Ostatniego dnia naszej wizyty w Londynie udało nam się dwukrotnie przejechać słynnym piętrowym autobusem. Dzięki temu skorzystaliśmy z wszystkich dostępnych w Londynie środków komunikacji miejskiej: pociągu, metra, autobusu i kolejki DLR.,
Greenwich to miejsce lokalizacji czasu uniwersalnego i południka zerowego, od roku 1884 było centrum badań astronomicznych, a nawigatorzy na całym świecie regulowali swe zegary zgodnie z czasem Greenwich. Tam zwiedziliśmy Muzeum Morskie, które zawiera największą na świecie kolekcję przedmiotów związanych z historią Wielkiej Brytanii na morzu (w sumie ponad dwa miliony okazów).

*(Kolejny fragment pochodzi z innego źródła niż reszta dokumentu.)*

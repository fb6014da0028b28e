use std::borrow::Borrow;
use std::fmt;

use serde::{Deserialize, Serialize};

/// Opaque identifier of a document in a content store.
///
/// No structure is assumed beyond string equality. Backends decide how
/// addresses are minted; the resolver only ever compares and forwards them.
#[derive(Clone, PartialEq, Eq, Hash, PartialOrd, Ord, Serialize, Deserialize)]
#[serde(transparent)]
pub struct Address(String);

impl Address {
    pub fn new(address: impl Into<String>) -> Self {
        Self(address.into())
    }

    pub fn as_str(&self) -> &str {
        &self.0
    }

    pub fn into_string(self) -> String {
        self.0
    }

    pub fn is_empty(&self) -> bool {
        self.0.is_empty()
    }
}

impl fmt::Debug for Address {
    fn fmt(&self, f: &mut fmt::Formatter<'_>) -> fmt::Result {
        write!(f, "Address({})", self.0)
    }
}

impl fmt::Display for Address {
    fn fmt(&self, f: &mut fmt::Formatter<'_>) -> fmt::Result {
        f.write_str(&self.0)
    }
}

impl From<String> for Address {
    fn from(address: String) -> Self {
        Self(address)
    }
}

impl From<&str> for Address {
    fn from(address: &str) -> Self {
        Self(address.to_string())
    }
}

impl AsRef<str> for Address {
    fn as_ref(&self) -> &str {
        &self.0
    }
}

impl Borrow<str> for Address {
    fn borrow(&self) -> &str {
        &self.0
    }
}
//! The [`ResolutionCache`] trait.

use std::sync::Arc;

use polylink_types::{Address, RawJson};

/// Memo of resolved links, keyed by address.
///
/// Implementations are shared by every document in a tree and may be called
/// from several threads at once, so they must be `Send + Sync` and tolerate
/// concurrent `get`/`set`.
pub trait ResolutionCache: Send + Sync {
    /// The cached value for `address`, or `None` if it is not cached.
    fn get(&self, address: &Address) -> Option<RawJson>;

    /// Record the resolved value for `address`. A later call for the same
    /// address replaces the earlier value.
    fn set(&self, address: &Address, value: RawJson);
}

impl<C: ResolutionCache + ?Sized> ResolutionCache for Arc<C> {
    fn get(&self, address: &Address) -> Option<RawJson> {
        (**self).get(address)
    }

    fn set(&self, address: &Address, value: RawJson) {
        (**self).set(address, value)
    }
}
//! Unbounded in-memory resolution cache.
//!
//! [`InMemoryCache`] keeps every entry for its whole lifetime. It is the
//! default cache for new documents.

use std::collections::HashMap;
use std::sync::{PoisonError, RwLock};

use polylink_types::{Address, RawJson};

use crate::traits::ResolutionCache;

/// `HashMap` behind a `RwLock`. No eviction.
#[derive(Debug, Default)]
pub struct InMemoryCache {
    entries: RwLock<HashMap<Address, RawJson>>,
}

impl InMemoryCache {
    pub fn new() -> Self {
        Self::default()
    }

    pub fn len(&self) -> usize {
        self.entries
            .read()
            .unwrap_or_else(PoisonError::into_inner)
            .len()
    }

    pub fn is_empty(&self) -> bool {
        self.len() == 0
    }

    pub fn contains(&self, address: &Address) -> bool {
        self.entries
            .read()
            .unwrap_or_else(PoisonError::into_inner)
            .contains_key(address)
    }
}

impl ResolutionCache for InMemoryCache {
    fn get(&self, address: &Address) -> Option<RawJson> {
        self.entries
            .read()
            .unwrap_or_else(PoisonError::into_inner)
            .get(address)
            .cloned()
    }

    fn set(&self, address: &Address, value: RawJson) {
        self.entries
            .write()
            .unwrap_or_else(PoisonError::into_inner)
            .insert(address.clone(), value);
    }
}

Następnie udaliśmy się do hotelu, gdzie po odebraniu bagaży wsiedliśmy do autokaru i wyruszyliśmy w kierunku Dover. W porcie zostaliśmy wytypowani do rutynowej kontroli bagażu i poza tym, że sprawdzono 5 przypadkowych walizek z Krotoszyna, nic się nie wydarzyło. Zdążyliśmy na przeprawę o 16, dzięki czemu już przed 18 byliśmy w Calais, a stamtąd udaliśmy się w kierunku Polski.